OverriddenMeshLightMapRes Resolution to use for lighting on this mesh, if bOverrideMeshLightMapRes is TRUE
SectionOverrides Allows you specify, for each section of this mesh, a range of possible materials to apply as random overrides

Occlusion Test

Another important feature that a Mesh Rule performs is to test if the scope passed in is intersecting another part of the building. Consider the image below:

OcclusionRule.jpg

As you can see, the windows are intersecting with the roof of the building, and it looks bad. The Mesh Rule can determine if the scope is occluded, partially occluded, or not occluded. In the case where it is fully occluded (ie. entirely inside another part of the building), no mesh will be placed. If it is not occluded, one of the meshes specified in the BuildingMeshes array will be chosen. If it is partially occluded (like in the example above) the mesh specified by the PartialOccludedBuildingMesh option will be used instead.

OcclusionRuleDemo.jpg

If you wish you can disable this occlusion test by setting the bDoOcclusionTest option to FALSE, so a mesh from the BuildingMeshes array is always added.

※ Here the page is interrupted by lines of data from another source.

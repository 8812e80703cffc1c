//! # record-index
//! Three interchangeable in-memory indexes over fixed-shape records,
//! keyed by a unique integer id.
//!
//! ## Indexes
//! - [`AvlIndex`]   : height-balanced binary search tree.
//! - [`BstIndex`]   : unbalanced binary search tree with traversal and
//!                    predecessor/successor queries.
//! - [`BTreeIndex`] : multiway B-tree with a configurable degree.
//!
//! All three reject duplicate ids (the first record wins), return
//! `Option` from `search` and treat removal of a missing id as a no-op.
//! The [`RecordIndex`] trait lets the benchmark driver in [`bench`] run
//! the same workload against each of them.
// =====================================================================
// File: lib.rs
// Author: Bob Jack
// Course: CSCE 5350: Fundamentals of Database Systems
// Index Comparison Project
// Date: Oct. 6, 2025
// =====================================================================
pub mod logger;

mod error;
pub use error::{IndexError, IndexResult};

mod record;
pub use record::Record;

pub mod avl;
pub use avl::AvlIndex;

pub mod bst;
pub use bst::BstIndex;

pub mod btree;
pub use btree::{BTreeIndex, BTreeNode};

pub mod bench;
pub use bench::{BenchConfig, BenchReport};

use std::io::{self, Write};


/// Common surface of the three indexes.
///
/// # Example
/// ```
/// use record_index::{AvlIndex, BTreeIndex, BstIndex, Record, RecordIndex};
///
/// fn load<T: RecordIndex>(index: &mut T) {
///     for id in [3, 1, 2, 1] {
///         index.insert(Record::new(id, "NAME", 1));
///     }
/// }
///
/// let mut avl = AvlIndex::new();
/// let mut bst = BstIndex::new();
/// let mut btree = BTreeIndex::new(3).unwrap();
/// load(&mut avl);
/// load(&mut bst);
/// load(&mut btree);
///
/// assert_eq!(RecordIndex::len(&avl), 3);
/// assert_eq!(RecordIndex::iter(&bst).map(|r| r.id).collect::<Vec<_>>(), vec![1, 2, 3]);
/// assert!(RecordIndex::search(&btree, 2).is_some());
/// ```
pub trait RecordIndex {
    /// Short label used in reports.
    fn name(&self) -> &'static str;

    /// Inserts a record; `false` if the id was already present.
    fn insert(&mut self, record: Record) -> bool;

    fn search(&self, id: i64) -> Option<&Record>;

    /// Removes a record; `false` if the id was not present.
    fn remove(&mut self, id: i64) -> bool;

    fn len(&self) -> usize;

    fn is_empty(&self) -> bool {
        self.len() == 0
    }

    /// Records in ascending id order.
    fn iter(&self) -> impl Iterator<Item = &Record>;

    /// Writes every record, ascending by id, one line each.
    fn print<W: Write>(&self, out: &mut W) -> io::Result<()> {
        for record in self.iter() {
            writeln!(out, "{record}")?;
        }
        Ok(())
    }
}


impl RecordIndex for AvlIndex {
    fn name(&self) -> &'static str {
        "AVL"
    }

    fn insert(&mut self, record: Record) -> bool {
        AvlIndex::insert(self, record)
    }

    fn search(&self, id: i64) -> Option<&Record> {
        AvlIndex::search(self, id)
    }

    fn remove(&mut self, id: i64) -> bool {
        AvlIndex::remove(self, id)
    }

    fn len(&self) -> usize {
        AvlIndex::len(self)
    }

    fn iter(&self) -> impl Iterator<Item = &Record> {
        AvlIndex::iter(self)
    }
}


impl RecordIndex for BstIndex {
    fn name(&self) -> &'static str {
        "BST"
    }

    fn insert(&mut self, record: Record) -> bool {
        BstIndex::insert(self, record)
    }

    fn search(&self, id: i64) -> Option<&Record> {
        BstIndex::search(self, id)
    }

    fn remove(&mut self, id: i64) -> bool {
        BstIndex::remove(self, id)
    }

    fn len(&self) -> usize {
        BstIndex::len(self)
    }

    fn iter(&self) -> impl Iterator<Item = &Record> {
        self.in_order()
    }
}


impl RecordIndex for BTreeIndex {
    fn name(&self) -> &'static str {
        "BTREE"
    }

    fn insert(&mut self, record: Record) -> bool {
        BTreeIndex::insert(self, record)
    }

    fn search(&self, id: i64) -> Option<&Record> {
        BTreeIndex::search(self, id)
    }

    fn remove(&mut self, id: i64) -> bool {
        BTreeIndex::remove(self, id)
    }

    fn len(&self) -> usize {
        BTreeIndex::len(self)
    }

    fn iter(&self) -> impl Iterator<Item = &Record> {
        self.traverse()
    }
}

Note that occlusion tests are performed using 4 points just inside the corners of the scope.

Collision

By default, meshes used as part of a ProcBuilding do not have non-zero extent player collision (only zero-extent weapon collision). Player collision only happens with the volume itself (like a blocking volume) which has several advantages:

  • Collision is smooth and fast
  • Collision does not change when the ProcBuilding's ruleset changes

Occasionally though you do want player collision against a StaticMesh that is part of the building, and to do this you just set the bBlockAll flag in the rule node to TRUE.

Repeat Rule

This rule takes a scope and breaks it into a number of smaller scopes along an axis.

RepeatRule.jpg

You first choose an axis (X or Z) using the RepeatAxis option and it will break up the scope along that axis into equal size pieces. It does this by making as many pieces as necessary to ensure no piece is larger than the size defined with RepeatMaxSize. This will generate a varying number of new scopes depending on the building size.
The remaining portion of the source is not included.